I'm not one to complain too much about realism, but Marian, I can't imagine how a coin-op mechanism could possibly be created that would work when you stuff cotton or other goods into it.

Could you explain more what seems to be "OOC" to you in the idea of coin-op machines in themselves (not speaking of currency in general)? Currently we have coins and no interest in them. But now, a new machine is created which gives the coins a realistic use. What is the OOC aspect? Stuffing cotton and other goods into machines (magic automated barter machines) - now THAT would definitely be a huge mistake!

I agree with you that there should not be any overeager attempts made by programmers to force currency into Cantr. Many people are against this strongly as well. You should see what has been suggested by Sociologist in his thread, I think it would horrify you!
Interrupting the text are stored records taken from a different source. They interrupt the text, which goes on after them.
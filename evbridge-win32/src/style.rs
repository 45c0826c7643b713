use bitflags::bitflags;
use evbridge_core::cursor::CursorShape;
use evbridge_core::window::WindowFlags;

bitflags! {
    /// `WINDOW_STYLE`.
    #[derive(Debug, Clone, Copy, PartialEq, Eq, Hash, Default)]
    pub struct WindowStyle: u32 {
        const WS_MAXIMIZEBOX = 0x0001_0000;
        const WS_MINIMIZEBOX = 0x0002_0000;
        const WS_SIZEBOX = 0x0004_0000;
        const WS_SYSMENU = 0x0008_0000;
        const WS_CAPTION = 0x00C0_0000;
        const WS_POPUP = 0x8000_0000;
    }
}

impl WindowStyle {
    pub const WS_OVERLAPPED: Self = Self::empty();
}

/// The native styles of a window with the given [`WindowFlags`].
#[derive(Debug, Clone, Copy, PartialEq, Eq, Hash)]
pub struct WindowStyles {
    pub style: WindowStyle,
    /// Whether the host should enable `DwmEnableBlurBehindWindow` (or the system backdrop).
    pub blur_behind: bool,
}

impl From<WindowFlags> for WindowStyles {
    fn from(flags: WindowFlags) -> Self {
        let mut style = if flags.contains(WindowFlags::BORDERLESS) {
            WindowStyle::WS_POPUP
        } else {
            WindowStyle::WS_OVERLAPPED
                | WindowStyle::WS_CAPTION
                | WindowStyle::WS_SYSMENU
                | WindowStyle::WS_MINIMIZEBOX
        };

        if flags.contains(WindowFlags::RESIZABLE) {
            style |= WindowStyle::WS_SIZEBOX | WindowStyle::WS_MAXIMIZEBOX;
        }

        WindowStyles { style, blur_behind: flags.contains(WindowFlags::TRANSPARENT_BACKDROP_BLUR) }
    }
}

pub const IDC_ARROW: u16 = 32512;
pub const IDC_IBEAM: u16 = 32513;
pub const IDC_WAIT: u16 = 32514;
pub const IDC_CROSS: u16 = 32515;
pub const IDC_SIZENWSE: u16 = 32642;
pub const IDC_SIZENESW: u16 = 32643;
pub const IDC_SIZEWE: u16 = 32644;
pub const IDC_SIZENS: u16 = 32645;
pub const IDC_SIZEALL: u16 = 32646;
pub const IDC_NO: u16 = 32648;
pub const IDC_HAND: u16 = 32649;
pub const IDC_APPSTARTING: u16 = 32650;
pub const IDC_HELP: u16 = 32651;

/// The `IDC_*` resource id to pass to `LoadCursorW`.
///
/// Shapes without a system cursor fall back to the closest one.
pub fn cursor_resource(shape: CursorShape) -> u16 {
    match shape {
        CursorShape::Arrow | CursorShape::Default => IDC_ARROW,
        CursorShape::Hand => IDC_HAND,
        CursorShape::Crosshair | CursorShape::Cell => IDC_CROSS,
        CursorShape::Text | CursorShape::VerticalText => IDC_IBEAM,
        CursorShape::NotAllowed | CursorShape::NoDrop => IDC_NO,
        CursorShape::Grab
        | CursorShape::Grabbing
        | CursorShape::Move
        | CursorShape::AllScroll => IDC_SIZEALL,
        CursorShape::EResize
        | CursorShape::WResize
        | CursorShape::EwResize
        | CursorShape::ColResize => IDC_SIZEWE,
        CursorShape::NResize
        | CursorShape::SResize
        | CursorShape::NsResize
        | CursorShape::RowResize => IDC_SIZENS,
        CursorShape::NeResize | CursorShape::SwResize | CursorShape::NeswResize => IDC_SIZENESW,
        CursorShape::NwResize | CursorShape::SeResize | CursorShape::NwseResize => IDC_SIZENWSE,
        CursorShape::Wait => IDC_WAIT,
        CursorShape::Progress => IDC_APPSTARTING,
        CursorShape::Help => IDC_HELP,
        CursorShape::ContextMenu
        | CursorShape::Alias
        | CursorShape::Copy
        | CursorShape::ZoomIn
        | CursorShape::ZoomOut => IDC_ARROW,
    }
}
Towns can decide to build coin-op dispensers, but whether their economy will revolve around these or not is not set in stone at all. All barter trading will certainly go on just as before, it won't be affected by currency (which really is a convenience).

You mention that it's inconvenient to re-work the coins back into iron. I also thought about that and then realized that as long as they were in widespread open use NOBODY would want to re-claim their coins back into iron directly (i.e. by working at a stone table). It's sufficient to know that they COULD. Instead, traders would exchange them for iron, and at a premium rate. The coins quite naturally become more valuable than the iron itself, if they are used in convenient machines.

We can imagine a common occurence: 200g of iron being offered through a dispenser for, say, only 15 iron coins. In this scenario, the owner of the dispenser has plenty of iron, doesn't have time or the equipment to make it into coins and needs more coins (for example to travel to another town where he knows dispensers exist).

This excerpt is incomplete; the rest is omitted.